More than 80 participants from 32 LLDCs, international and regional organisations, business sector representatives shared knowledge and experience of improvement of transport infrastructure and the creation of new economic opportunities.

“We understand that sustainable transport is a key factor for the progress and future of the developing countries. The recommendation of this meeting will allow us to broaden the forms of the cooperation in the field of transport, infrastructure and overcome the barriers of remoteness and costs,” said Kazakh Minister for Investment and Development Zhenis Kassymbek.

He also added that more than 80 percent of international trade fall on maritime shipping routes and despite lacking direct access to the sea, Kazakhstan’s trade turnover is increasing, which corresponds to the improvement of transport infrastructure.

According to the office of ‘Utoikamanu, LLDCs continue to be marginalised in international trade, accounting for less than 1 percent of global merchandise exports.

Goods from landlocked developing countries often travel long distances before reaching maritime shipping routes. Transport systems of LLDCs rely on neighbouring countries for transit access resulting in high trade costs.

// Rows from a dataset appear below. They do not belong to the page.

use anyhow::Result;

use glyco_core::models::{DailyNote, NewDailyNote, validate_daily_note};
use glyco_core::service::GlycoService;

use super::helpers::{not_found, parse_date, print_json};

pub(crate) fn print_note(note: &DailyNote) {
    println!("=== {} ===", note.date.format("%Y-%m-%d"));
    let fields = [
        ("Notes", note.notes.clone()),
        ("Mood", note.mood.clone()),
        ("Activity", note.physical_activity.clone()),
        ("Weight", note.weight_kg.map(|w| format!("{w:.1} kg"))),
        ("Sleep", note.sleep_hours.map(|h| format!("{h:.1} h"))),
        ("Symptoms", note.symptoms.clone()),
    ];
    for (label, value) in fields {
        if let Some(v) = value {
            println!("  {label:<9} {v}");
        }
    }
}

/// Replaces the whole note for the day.
pub(crate) fn cmd_note_set(
    svc: &GlycoService,
    date: Option<String>,
    note: &NewDailyNote,
    json: bool,
) -> Result<()> {
    validate_daily_note(note)?;
    let date = parse_date(date)?;
    let saved = svc.db().upsert_daily_note(date, note)?;

    if json {
        print_json(&saved)
    } else {
        println!("Saved note for {}", saved.date.format("%Y-%m-%d"));
        Ok(())
    }
}

pub(crate) fn cmd_note_show(svc: &GlycoService, date: Option<String>, json: bool) -> Result<()> {
    let date = parse_date(date)?;
    let Some(note) = svc.db().get_daily_note(date)? else {
        not_found(&format!("No note for {}", date.format("%Y-%m-%d")), json);
    };

    if json {
        print_json(&note)
    } else {
        print_note(&note);
        Ok(())
    }
}

pub(crate) fn cmd_note_delete(svc: &GlycoService, date: Option<String>, json: bool) -> Result<()> {
    let date = parse_date(date)?;
    let label = date.format("%Y-%m-%d").to_string();
    if !svc.db().delete_daily_note(date)? {
        not_found(&format!("No note for {label}"), json);
    }
    if json {
        println!("{}", serde_json::json!({ "deleted": label }));
    } else {
        println!("Deleted note for {label}");
    }
    Ok(())
}
use anyhow::{Result, bail};
use std::process;

use crate::openfoodfacts::OpenFoodFactsClient;
use glyco_core::models::{Food, NewFood};
use glyco_core::service::GlycoService;

use super::helpers::{not_found, print_food_table, print_json};

pub(crate) async fn cmd_search(
    svc: &GlycoService,
    off: &OpenFoodFactsClient,
    query: &str,
    json: bool,
) -> Result<()> {
    let all = svc.search_and_cache(off, query).await?;

    if all.is_empty() {
        if json {
            println!("[]");
        } else {
            eprintln!("No results found for '{query}'");
        }
        process::exit(2);
    }

    if json {
        print_json(&all)
    } else {
        let refs: Vec<&Food> = all.iter().collect();
        print_food_table(&refs);
        Ok(())
    }
}

pub(crate) async fn cmd_barcode(
    svc: &GlycoService,
    off: &OpenFoodFactsClient,
    code: &str,
    json: bool,
) -> Result<()> {
    let Some(food) = svc.barcode_lookup(off, code).await? else {
        not_found(&format!("No product found for barcode '{code}'"), json);
    };

    if json {
        print_json(&food)
    } else {
        print_food_table(&[&food]);
        Ok(())
    }
}

pub(crate) fn cmd_food_add(svc: &GlycoService, food: &NewFood, json: bool) -> Result<()> {
    let food = svc.add_food(food)?;

    if json {
        print_json(&food)
    } else {
        let name = &food.name;
        let id = food.id;
        println!("Added food: {name} (id: {id})");
        Ok(())
    }
}

pub(crate) fn cmd_food_list(svc: &GlycoService, search: Option<&str>, json: bool) -> Result<()> {
    let foods = svc.db().list_foods(search)?;

    if foods.is_empty() {
        if json {
            println!("[]");
        } else {
            eprintln!("No foods found");
        }
        process::exit(2);
    }

    if json {
        print_json(&foods)
    } else {
        let refs: Vec<&Food> = foods.iter().collect();
        print_food_table(&refs);
        Ok(())
    }
}

pub(crate) fn cmd_food_show(svc: &GlycoService, id: i64, json: bool) -> Result<()> {
    if !svc.db().food_exists(id)? {
        not_found(&format!("Food {id} not found"), json);
    }
    let food = svc.db().get_food_by_id(id)?;

    if json {
        return print_json(&food);
    }

    let brand = food
        .brand
        .as_ref()
        .map(|b| format!(" ({b})"))
        .unwrap_or_default();
    println!("[{}] {}{brand}", food.id, food.name);
    if let Some(desc) = &food.description {
        println!("  {desc}");
    }
    if let Some(code) = &food.barcode {
        println!("  Barcode:  {code}");
    }
    println!("  Per 100g: {:.0} kcal", food.calories_per_100g);
    println!(
        "            carbs {:.1}g (sugar {:.1}g, fiber {:.1}g)",
        food.carbs_per_100g, food.sugar_per_100g, food.fiber_per_100g
    );
    println!(
        "            protein {:.1}g  fat {:.1}g  sodium {:.0}mg",
        food.protein_per_100g, food.fat_per_100g, food.sodium_mg_per_100g
    );
    if let Some(gi) = food.glycemic_index {
        println!("  GI:       {gi}");
    }
    println!("  Source:   {}", food.source);
    Ok(())
}

pub(crate) fn cmd_food_delete(svc: &GlycoService, id: i64, json: bool) -> Result<()> {
    let db = svc.db();
    let used = db.food_usage_count(id)?;
    if used > 0 {
        bail!("Food {id} is used by {used} meal item(s); remove those first");
    }
    if !db.delete_food(id)? {
        not_found(&format!("Food {id} not found"), json);
    }

    if json {
        println!("{}", serde_json::json!({ "deleted": id }));
    } else {
        println!("Deleted food {id}");
    }
    Ok(())
}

To address these challenges, the Government of Kazakhstan in August 2003 hosted the first international ministerial conference of landlocked and transit developing countries and development partners during which the Almaty Programme of Action was adopted. Programme addressed special needs and challenges faced by the LLDCs in achieving their development goals.

In November 2014, a new programme was adopted, the Vienna Programme of Action for LLDCs until 2024. This programme of action identifies fundamental transit policy issues, infrastructure development, international trade and trade facilitation, regional integration, structural economic transformation and means of implementation as its key priorities.